Second, there was the argument that huge money center banks were necessary to offset the power of the up and coming huge Japanese banks.  During the 1980s period, one US bank after another on the top ten largest banks in the word was knocked off the list by a Japanese bank, then later by Eurozone banks.  It was argued that in order to compete with these larger foreign institutions, US banks concentration should be looked at in a global context.  In a global context, they were ‘competitive’ and not part of a market concentration problem.   The basis of this argument was that the bank might be big in US terms, but as a global entity it was one of many.  During the 1990s, it was typical for market concentration to be defined more on a global basis which in turn led to less prosecutions based on the traditional measures.

We now know that poor regulation and  terrible understanding of the role of financial innovations in the financial system led to the current meltdown.  We also know that many of the offenders and the biggest failures have been the huge money center banks.  Many regional and small banks that continued to follow the loan and hold model of lending, rather than the loan, securitize and sell model are still thriving and did not contribute to the current crisis.  Given the global financial crisis and the role of the mega banks and the resultant demands on tax payer funds to bailout those deemed too big to fail, should we look at regulations that  limit bank size?

Many economists, liberal pundits, and I question the Geithner plan because it assumes we need the financial system to just work as it exists today.  His paradigm doesn’t really question the failure of the system in terms of the current set-up of the system itself.  Geithner’s plan blesses the poor system that was just swept off its feet by a passing oddity that surely won’t repeat itself.  James Kwak of  Baseline Scenario questions the basis of the Geithner plan that we need just need to prop up these too big to fail behemoths until they are back on their feet.  Here’s the central part of the Geithner proposition questioned by Kwak and others.

“. . . [W]e must create higher standards for all systemically important financial firms regardless of whether they own a depository institution, to account for the risk that the distress or failure of such a firm could impose on the financial system and the economy.

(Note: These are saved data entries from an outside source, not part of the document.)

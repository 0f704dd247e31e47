//! Typed memo table over Moka with per-entry expiration.

use std::hash::Hash;
use std::sync::Arc;
use std::time::{Duration, Instant};

use moka::sync::Cache;
use moka::Expiry;

use super::{Expiration, MemoConfig};

/// Stored value plus the expiration it was inserted with.
#[derive(Clone)]
struct Stamped<V> {
    value: V,
    expiration: Expiration,
}

struct StampedExpiry;

impl<K, V> Expiry<K, Stamped<V>> for StampedExpiry {
    fn expire_after_create(&self, _key: &K, value: &Stamped<V>, _created_at: Instant) -> Option<Duration> {
        value.expiration.initial()
    }

    fn expire_after_read(
        &self,
        _key: &K,
        value: &Stamped<V>,
        read_at: Instant,
        _duration_until_expiry: Option<Duration>,
        last_modified_at: Instant,
    ) -> Option<Duration> {
        value
            .expiration
            .after_read(read_at.saturating_duration_since(last_modified_at))
    }

    fn expire_after_update(
        &self,
        _key: &K,
        value: &Stamped<V>,
        _updated_at: Instant,
        _duration_until_expiry: Option<Duration>,
    ) -> Option<Duration> {
        value.expiration.initial()
    }
}

/// A named, typed memo table.
///
/// Cloning is cheap and shares the underlying table.
pub struct MemoTable<K, V>
where
    K: Hash + Eq + Send + Sync + 'static,
    V: Clone + Send + Sync + 'static,
{
    inner: Cache<K, Stamped<V>>,
    name: Arc<str>,
    default_expiration: Expiration,
}

impl<K, V> Clone for MemoTable<K, V>
where
    K: Hash + Eq + Send + Sync + 'static,
    V: Clone + Send + Sync + 'static,
{
    fn clone(&self) -> Self {
        Self {
            inner: self.inner.clone(),
            name: Arc::clone(&self.name),
            default_expiration: self.default_expiration,
        }
    }
}

impl<K, V> MemoTable<K, V>
where
    K: Hash + Eq + Send + Sync + 'static,
    V: Clone + Send + Sync + 'static,
{
    pub fn new(name: impl Into<Arc<str>>, config: MemoConfig) -> Self {
        let inner = Cache::builder()
            .max_capacity(config.max_capacity)
            .expire_after(StampedExpiry)
            .build();

        Self {
            inner,
            name: name.into(),
            default_expiration: config.expiration,
        }
    }

    pub fn name(&self) -> &str {
        &self.name
    }

    /// Insert with the table's default expiration.
    pub fn insert(&self, key: K, value: V) {
        self.insert_with(key, value, self.default_expiration);
    }

    pub fn insert_with(&self, key: K, value: V, expiration: Expiration) {
        self.inner.insert(key, Stamped { value, expiration });
    }

    /// Returns the value if present and not expired. Counts as a read for
    /// sliding expiration.
    pub fn get(&self, key: &K) -> Option<V> {
        self.inner.get(key).map(|stamped| stamped.value)
    }

    pub fn contains(&self, key: &K) -> bool {
        self.inner.contains_key(key)
    }

    pub fn invalidate(&self, key: &K) {
        self.inner.invalidate(key);
    }
}

impl<K, V> std::fmt::Debug for MemoTable<K, V>
where
    K: Hash + Eq + Send + Sync + 'static,
    V: Clone + Send + Sync + 'static,
{
    fn fmt(&self, f: &mut std::fmt::Formatter<'_>) -> std::fmt::Result {
        f.debug_struct("MemoTable")
            .field("name", &self.name)
            .field("entry_count", &self.inner.entry_count())
            .finish()
    }
}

We will work with Congress to enact legislation that defines the characteristics of covered firms, sets objectives and principles for their oversight, and assigns responsibility for regulating these firms.

In identifying systemically important firms, we believe that the characteristics to be considered should include: the financial system’s interdependence with the firm, the firm’s size, leverage (including off-balance sheet exposures), and degree of reliance on short-term funding, and the importance of the firm as a source of credit for households, businesses, and governments and as a source of liquidity for the financial system.”